Sender-Constrained Tokens (DPoP)

Another important addition in draft-02 is DPoP (Demonstrating Proof of Possession, RFC 9449) for sender-constraining tokens.

A regular Bearer Token can be used by anyone who possesses it. With DPoP, only the client holding the specific key pair's private key can use the token.

DPoP

When presenting an ID-JAG with a DPoP proof to the Resource AS, the grant_type is not the usual jwt-bearer but urn:ietf:params:oauth:grant-type:jwt-dpop (defined in draft-parecki-oauth-jwt-dpop-grant).

Downgrade attack mitigation: The client SHOULD verify that the ID-JAG returned by the IdP contains a cnf claim. If the IdP silently ignores the DPoP proof and returns an ID-JAG without cnf, the client can detect this. This prevents downgrade attacks where the IdP silently drops DPoP.

Rules when the ID-JAG contains a cnf claim:

ID-JAG has cnf DPoP proof presented Result
Verify thumbprint match → Issue DPoP-bound token (grant_type = jwt-dpop)
invalid_grant error (proof required)
DPoP-bound token may be issued (at AS discretion)
Regular Bearer token issued (if AS allows; invalid_grant if AS requires sender-constrained tokens)

The Cross-Domain Client ID Problem

Here's an easy-to-overlook but critical issue.
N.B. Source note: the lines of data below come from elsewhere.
//! IMAP-based email connector. Works with Gmail, Outlook, or any IMAP
//! server; credentials are `{imap_server, email, password}`.

use super::base::{Connector, ConnectorCredentials, ConnectorStatus, ConnectorStatusReport, SyncResult};
use mail_parser::MessageParser;
use regex::Regex;
use serde::{Deserialize, Serialize};
use std::collections::HashMap;
use std::path::PathBuf;
use std::sync::OnceLock;

const MAX_EMAILS_PER_SYNC: usize = 200;
const FOLDERS: [&str; 2] = ["INBOX", "[Gmail]/Sent Mail"];

#[derive(Debug, Clone, Default, Serialize, Deserialize)]
struct GmailState {
    #[serde(default)]
    uid_watermarks: HashMap<String, u32>,
    #[serde(default)]
    last_sync: Option<String>,
    #[serde(default)]
    items_synced: usize,
}

pub struct GmailConnector {
    connector_id: String,
    label: String,
    base_dir: PathBuf,
    credentials: Option<ConnectorCredentials>,
    status: ConnectorStatus,
    last_sync: Option<String>,
    last_error: Option<String>,
    items_synced: usize,
}

impl GmailConnector {
    pub fn new(connector_id: &str, label: &str, storage_root: &std::path::Path) -> std::io::Result<Self> {
        let base_dir = storage_root.join("gmail").join(connector_id);
        std::fs::create_dir_all(base_dir.join("items"))?;
        Ok(Self {
            connector_id: connector_id.to_string(),
            label: label.to_string(),
            base_dir,
            credentials: None,
            status: ConnectorStatus::NotConfigured,
            last_sync: None,
            last_error: None,
            items_synced: 0,
        })
    }

    fn state_file(&self) -> PathBuf {
        self.base_dir.join("state.json")
    }

    fn load_state(&self) -> GmailState {
        std::fs::read_to_string(self.state_file())
            .ok()
            .and_then(|s| serde_json::from_str(&s).ok())
            .unwrap_or_default()
    }

    fn save_state(&self, state: &GmailState) -> std::io::Result<()> {
        std::fs::write(self.state_file(), serde_json::to_string_pretty(state)?)
    }

    fn count_items(&self) -> usize {
        std::fs::read_dir(self.items_folder())
            .map(|rd| {
                rd.filter_map(|e| e.ok())
                    .filter(|e| e.path().extension().and_then(|x| x.to_str()) == Some("txt"))
                    .count()
            })
            .unwrap_or(0)
    }

    fn connect_and_login(
        server: &str,
        email: &str,
        password: &str,
    ) -> anyhow::Result<imap::Session<native_tls::TlsStream<std::net::TcpStream>>> {
        let tls = native_tls::TlsConnector::builder().build()?;
        let client = imap::connect((server, 993), server, &tls)?;
        client
            .login(email, password)
            .map_err(|(e, _)| anyhow::anyhow!("imap login failed: {e}"))
    }
}

impl Connector for GmailConnector {
    fn authenticate(&mut self, credentials: &ConnectorCredentials) -> bool {
        let ConnectorCredentials::Imap {
            imap_server,
            email,
            password,
        } = credentials;

        match Self::connect_and_login(imap_server, email, password) {
            Ok(mut session) => {
                let _ = session.logout();
                self.credentials = Some(credentials.clone());
                self.status = ConnectorStatus::Authenticated;
                self.last_error = None;
                true
            }
            Err(e) => {
                self.status = ConnectorStatus::Error;
                self.last_error = Some(format!("imap auth failed: {e}"));
                false
            }
        }
    }

    fn sync(&mut self, progress: &dyn Fn(&str)) -> SyncResult {
        let Some(ConnectorCredentials::Imap {
            imap_server,
            email,
            password,
        }) = self.credentials.clone()
        else {
            return SyncResult {
                new_items: 0,
                total_items: self.count_items(),
                errors: vec!["Not authenticated".to_string()],
            };
        };

        self.status = ConnectorStatus::Syncing;
        let mut state = self.load_state();
        let items_folder = self.items_folder();
        let mut new_items = 0usize;
        let mut errors = Vec::new();

        let mut session = match Self::connect_and_login(&imap_server, &email, &password) {
            Ok(s) => s,
            Err(e) => {
                self.status = ConnectorStatus::Error;
                self.last_error = Some(e.to_string());
                return SyncResult {
                    new_items: 0,
                    total_items: self.count_items(),
                    errors: vec![e.to_string()],
                };
            }
        };

        for folder in FOLDERS {
            if session.select(folder).is_err() {
                errors.push(format!("failed to select folder {folder}"));
                continue;
            }

            progress(&format!("Syncing folder: {folder}"));

            let last_uid = *state.uid_watermarks.get(folder).unwrap_or(&0);
            let criteria = format!("UID {}:*", last_uid + 1);
            let uids = match session.uid_search(&criteria) {
                Ok(set) => set,
                Err(e) => {
                    errors.push(format!("{folder}: search failed: {e}"));
                    continue;
                }
            };

            let mut uids: Vec<u32> = uids.into_iter().filter(|u| *u > last_uid).collect();
            uids.sort_unstable();
            uids.truncate(MAX_EMAILS_PER_SYNC);

            let mut max_uid_this_folder = last_uid;

            for (i, uid) in uids.iter().enumerate() {
                let fetched = match session.uid_fetch(uid.to_string(), "RFC822") {
                    Ok(f) => f,
                    Err(e) => {
                        errors.push(format!("UID {uid}: {e}"));
                        continue;
                    }
                };
                let Some(msg) = fetched.iter().next().and_then(|f| f.body()) else {
                    continue;
                };

                let Some(parsed) = MessageParser::default().parse(msg) else {
                    errors.push(format!("UID {uid}: failed to parse message"));
                    continue;
                };

                let subject = parsed.subject().unwrap_or_default().to_string();
                let from_addr = format_address(parsed.from());
                let to_addr = format_address(parsed.to());
                let date_str = parsed
                    .date()
                    .map(|d| d.to_rfc3339())
                    .unwrap_or_default();
                let plain_parts: Vec<String> = parsed
                    .text_bodies()
                    .map(|c| c.to_string())
                    .collect();
                let body = if !plain_parts.is_empty() {
                    plain_parts.join("\n")
                } else {
                    let html_parts: Vec<String> =
                        parsed.html_bodies().map(|c| c.to_string()).collect();
                    strip_html(&html_parts.join("\n"))
                };

                let content = format!(
                    "Subject: {subject}\nFrom: {from_addr}\nTo: {to_addr}\nDate: {date_str}\nFolder: {folder}\n\n{body}"
                );

                let filename = format!("{uid}_{}.txt", safe_filename(&subject));
                if std::fs::write(items_folder.join(&filename), content).is_ok() {
                    new_items += 1;
                    if *uid > max_uid_this_folder {
                        max_uid_this_folder = *uid;
                    }
                } else {
                    errors.push(format!("UID {uid}: failed to write item file"));
                }

                if (i + 1) % 10 == 0 {
                    progress(&format!("{folder}: fetched {}/{}", i + 1, uids.len()));
                }
            }

            state.uid_watermarks.insert(folder.to_string(), max_uid_this_folder);
        }

        let _ = session.logout();

        self.last_sync = Some(chrono::Utc::now().to_rfc3339());
        self.items_synced = self.count_items();
        self.status = ConnectorStatus::Idle;
        self.last_error = None;

        state.last_sync = self.last_sync.clone();
        state.items_synced = self.items_synced;
        let _ = self.save_state(&state);

        SyncResult {
            new_items,
            total_items: self.items_synced,
            errors,
        }
    }

    fn status(&self) -> ConnectorStatusReport {
        ConnectorStatusReport {
            connector_id: self.connector_id.clone(),
            connector_type: "gmail".to_string(),
            label: self.label.clone(),
            status: self.status,
            last_sync: self.last_sync.clone(),
            last_error: self.last_error.clone(),
            items_synced: self.items_synced,
            items_folder: self.items_folder().to_string_lossy().to_string(),
        }
    }

    fn cleanup(&self) -> std::io::Result<()> {
        if self.base_dir.exists() {
            std::fs::remove_dir_all(&self.base_dir)?;
        }
        Ok(())
    }

    fn items_folder(&self) -> PathBuf {
        self.base_dir.join("items")
    }
}

fn format_address(addr: Option<&mail_parser::Address>) -> String {
    let Some(addr) = addr else {
        return String::new();
    };
    addr.iter()
        .map(|a| {
            let name = a.name().unwrap_or_default();
            let email = a.address().unwrap_or_default();
            if name.is_empty() {
                email.to_string()
            } else {
                format!("{name} <{email}>")
            }
        })
        .collect::<Vec<_>>()
        .join(", ")
}

fn html_tag_re() -> &'static Regex {
    static RE: OnceLock<Regex> = OnceLock::new();
    RE.get_or_init(|| Regex::new(r"(?is)<style[^>]*>.*?</style>|<script[^>]*>.*?</script>|<[^>]+>").unwrap())
}

fn whitespace_re() -> &'static Regex {
    static RE: OnceLock<Regex> = OnceLock::new();
    RE.get_or_init(|| Regex::new(r"\s+").unwrap())
}

fn strip_html(html: &str) -> String {
    let text = html_tag_re().replace_all(html, " ");
    let text = text
        .replace("&nbsp;", " ")
        .replace("&amp;", "&")
        .replace("&lt;", "<")
        .replace("&gt;", ">");
    whitespace_re().replace_all(&text, " ").trim().to_string()
}

fn unsafe_filename_char_re() -> &'static Regex {
    static RE: OnceLock<Regex> = OnceLock::new();
    RE.get_or_init(|| Regex::new(r"[^\w\s-]").unwrap())
}

/// Matches the original connector's filename derivation exactly: strip
/// non-word/space/hyphen characters, collapse whitespace to `_`, truncate
/// to 80 chars, empty → `no_subject`.
fn safe_filename(text: &str) -> String {
    let stripped = unsafe_filename_char_re().replace_all(text, "").trim().to_string();
    let collapsed = whitespace_re().replace_all(&stripped, "_").to_string();
    let truncated: String = collapsed.chars().take(80).collect();
    if truncated.is_empty() {
        "no_subject".to_string()
    } else {
        truncated
    }
}

#[cfg(test)]
mod tests {
    use super::*;

    #[test]
    fn safe_filename_collapses_and_truncates() {
        assert_eq!(safe_filename("Hello, World!"), "Hello_World");
        assert_eq!(safe_filename(""), "no_subject");
        assert_eq!(safe_filename("   "), "no_subject");
        let long = "a".repeat(200);
        assert_eq!(safe_filename(&long).chars().count(), 80);
    }

    #[test]
    fn strip_html_removes_tags_and_entities() {
        let html = "<p>Hello&nbsp;<b>World</b>&amp;friends</p>";
        assert_eq!(strip_html(html), "Hello World &friends");
    }
}
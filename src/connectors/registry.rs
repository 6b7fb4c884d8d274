//! Connector lifecycle and config persistence: `add`/`get`/`list`/`remove`/
//! `restore_all`, backed by `connectors_config.json` and a live-instance
//! cache. The type→factory map is fixed at construction and never mutated
//! after startup.

use super::base::{storage_root, Connector, ConnectorCredentials, ConnectorStatusReport};
use super::gmail::GmailConnector;
use crate::error::EngineError;
use parking_lot::Mutex;
use serde::{Deserialize, Serialize};
use std::collections::HashMap;
use std::path::PathBuf;
use std::sync::Arc;

#[derive(Debug, Clone, Serialize, Deserialize)]
pub struct ConnectorEntry {
    pub id: String,
    #[serde(rename = "type")]
    pub connector_type: String,
    pub label: String,
    pub credentials: ConnectorCredentials,
    pub sync_interval: u32,
    pub added_at: String,
}

#[derive(Debug, Clone, Default, Serialize, Deserialize)]
struct RegistryFile {
    connectors: Vec<ConnectorEntry>,
}

pub struct ConnectorRegistry {
    config_path: PathBuf,
    storage_root: PathBuf,
    config: Mutex<RegistryFile>,
    instances: Mutex<HashMap<String, Arc<Mutex<dyn Connector>>>>,
}

impl ConnectorRegistry {
    pub fn open(config_path: impl Into<PathBuf>) -> std::io::Result<Self> {
        let config_path = config_path.into();
        let storage_root = storage_root(config_path.parent().unwrap_or(&config_path));
        let config = if config_path.exists() {
            let content = std::fs::read_to_string(&config_path)?;
            serde_json::from_str(&content).unwrap_or_default()
        } else {
            RegistryFile::default()
        };
        Ok(Self {
            config_path,
            storage_root,
            config: Mutex::new(config),
            instances: Mutex::new(HashMap::new()),
        })
    }

    fn save_locked(&self, cfg: &RegistryFile) -> std::io::Result<()> {
        if let Some(parent) = self.config_path.parent() {
            std::fs::create_dir_all(parent)?;
        }
        std::fs::write(&self.config_path, serde_json::to_string_pretty(cfg)?)
    }

    fn instantiate(&self, entry: &ConnectorEntry) -> Option<Arc<Mutex<dyn Connector>>> {
        let mut connector: Box<dyn Connector> = match entry.connector_type.as_str() {
            "gmail" => {
                Box::new(GmailConnector::new(&entry.id, &entry.label, &self.storage_root).ok()?)
            }
            _ => return None,
        };
        if !connector.authenticate(&entry.credentials) {
            tracing::warn!(connector_id = %entry.id, "failed to re-authenticate connector on restore");
        }
        Some(Arc::new(Mutex::new(connector)) as Arc<Mutex<dyn Connector>>)
    }

    /// Create, authenticate, and persist a new connector. `connector_type`
    /// must be a known type name or this returns an `EngineError::Input`;
    /// an authentication failure returns `EngineError::Auth`.
    pub fn add(
        &self,
        connector_type: &str,
        credentials: ConnectorCredentials,
        label: &str,
        sync_interval: u32,
    ) -> Result<ConnectorStatusReport, EngineError> {
        if connector_type != "gmail" {
            return Err(EngineError::Input(format!(
                "unknown connector type: {connector_type}"
            )));
        }

        let full = uuid::Uuid::new_v4().simple().to_string();
        let id = full[..12].to_string();
        let mut connector: Box<dyn Connector> =
            Box::new(GmailConnector::new(&id, label, &self.storage_root).map_err(|e| {
                EngineError::Other(anyhow::anyhow!(e).context("failed to create connector directories"))
            })?);

        if !connector.authenticate(&credentials) {
            return Err(EngineError::Auth(
                "authentication failed — check credentials".to_string(),
            ));
        }

        let entry = ConnectorEntry {
            id: id.clone(),
            connector_type: connector_type.to_string(),
            label: label.to_string(),
            credentials,
            sync_interval,
            added_at: chrono::Utc::now().to_rfc3339(),
        };

        let status = connector.status();
        {
            let mut cfg = self.config.lock();
            cfg.connectors.push(entry);
            let _ = self.save_locked(&cfg);
        }
        self.instances
            .lock()
            .insert(id, Arc::new(Mutex::new(connector)) as Arc<Mutex<dyn Connector>>);

        Ok(status)
    }

    /// Lazily instantiate a connector from config if it isn't already live.
    pub fn get(&self, connector_id: &str) -> Option<Arc<Mutex<dyn Connector>>> {
        if let Some(existing) = self.instances.lock().get(connector_id) {
            return Some(existing.clone());
        }
        let entry = self
            .config
            .lock()
            .connectors
            .iter()
            .find(|e| e.id == connector_id)
            .cloned()?;
        let instance = self.instantiate(&entry)?;
        self.instances
            .lock()
            .insert(connector_id.to_string(), instance.clone());
        Some(instance)
    }

    pub fn list(&self) -> Vec<ConnectorStatusReport> {
        let entries = self.config.lock().connectors.clone();
        entries
            .iter()
            .map(|entry| match self.get(&entry.id) {
                Some(instance) => instance.lock().status(),
                None => ConnectorStatusReport {
                    connector_id: entry.id.clone(),
                    connector_type: entry.connector_type.clone(),
                    label: entry.label.clone(),
                    status: super::base::ConnectorStatus::Error,
                    last_sync: None,
                    last_error: Some("could not instantiate connector".to_string()),
                    items_synced: 0,
                    items_folder: String::new(),
                },
            })
            .collect()
    }

    /// Clean up the connector's local data, drop it from config, and return
    /// its items folder so the caller can purge matching vector-store rows.
    pub fn remove(&self, connector_id: &str) -> Option<PathBuf> {
        let instance = self.get(connector_id);
        let items_folder = instance.as_ref().map(|i| i.lock().items_folder());
        if let Some(instance) = &instance {
            let _ = instance.lock().cleanup();
        }

        {
            let mut cfg = self.config.lock();
            cfg.connectors.retain(|e| e.id != connector_id);
            let _ = self.save_locked(&cfg);
        }
        self.instances.lock().remove(connector_id);

        items_folder
    }

    pub fn all_configs(&self) -> Vec<ConnectorEntry> {
        self.config.lock().connectors.clone()
    }

    /// Re-instantiate every persisted entry not already live. Called once
    /// at startup.
    pub fn restore_all(&self) {
        let entries = self.config.lock().connectors.clone();
        for entry in entries {
            if self.instances.lock().contains_key(&entry.id) {
                continue;
            }
            if let Some(instance) = self.instantiate(&entry) {
                self.instances.lock().insert(entry.id, instance);
            }
        }
    }
}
The ID-JAG flow involves three independent authentication relationships:

  • ① Client → IdP (OIDC/SAML): client_id = wiki-at-idp
  • ② Client → Resource AS (OAuth): client_id = wiki-at-chat
  • ③ Resource AS → IdP (OIDC/SAML): client_id = chat-at-idp

The Wiki app is registered with the IdP as wiki-at-idp. Meanwhile, it's registered with Chat AS as wiki-at-chat. These are different client_ids.

The client_id claim in the ID-JAG needs to contain the client_id that Chat AS recognizes (wiki-at-chat). But the IdP is the one issuing the ID-JAG. This means the IdP needs to know what Wiki app's client_id is at Chat AS.

Similarly, the sub claim requires attention. The same user may have different Pairwise Subject Identifiers for SSO with the Client vs. SSO with the Resource AS. The IdP must put the subject identifier that the Resource AS recognizes into the ID-JAG.

Two approaches address this:

  1. IdP maintains a mapping table: The IdP manages the client_id and sub correspondence between each Client↔Resource AS (configured out-of-band)
  2. Client ID Metadata Document: Use a document URL as the client ID to create a global namespace (draft-ietf-oauth-client-id-metadata-document)

Multi-Tenant Considerations

Draft-02 provides detailed definitions for the relationships between issuer, tenant, client_id, and sub in multi-tenant environments (RFC Section 6).

In enterprise environments, both IdPs and SaaS apps are often multi-tenant. The same IdP platform serves multiple companies (tenants).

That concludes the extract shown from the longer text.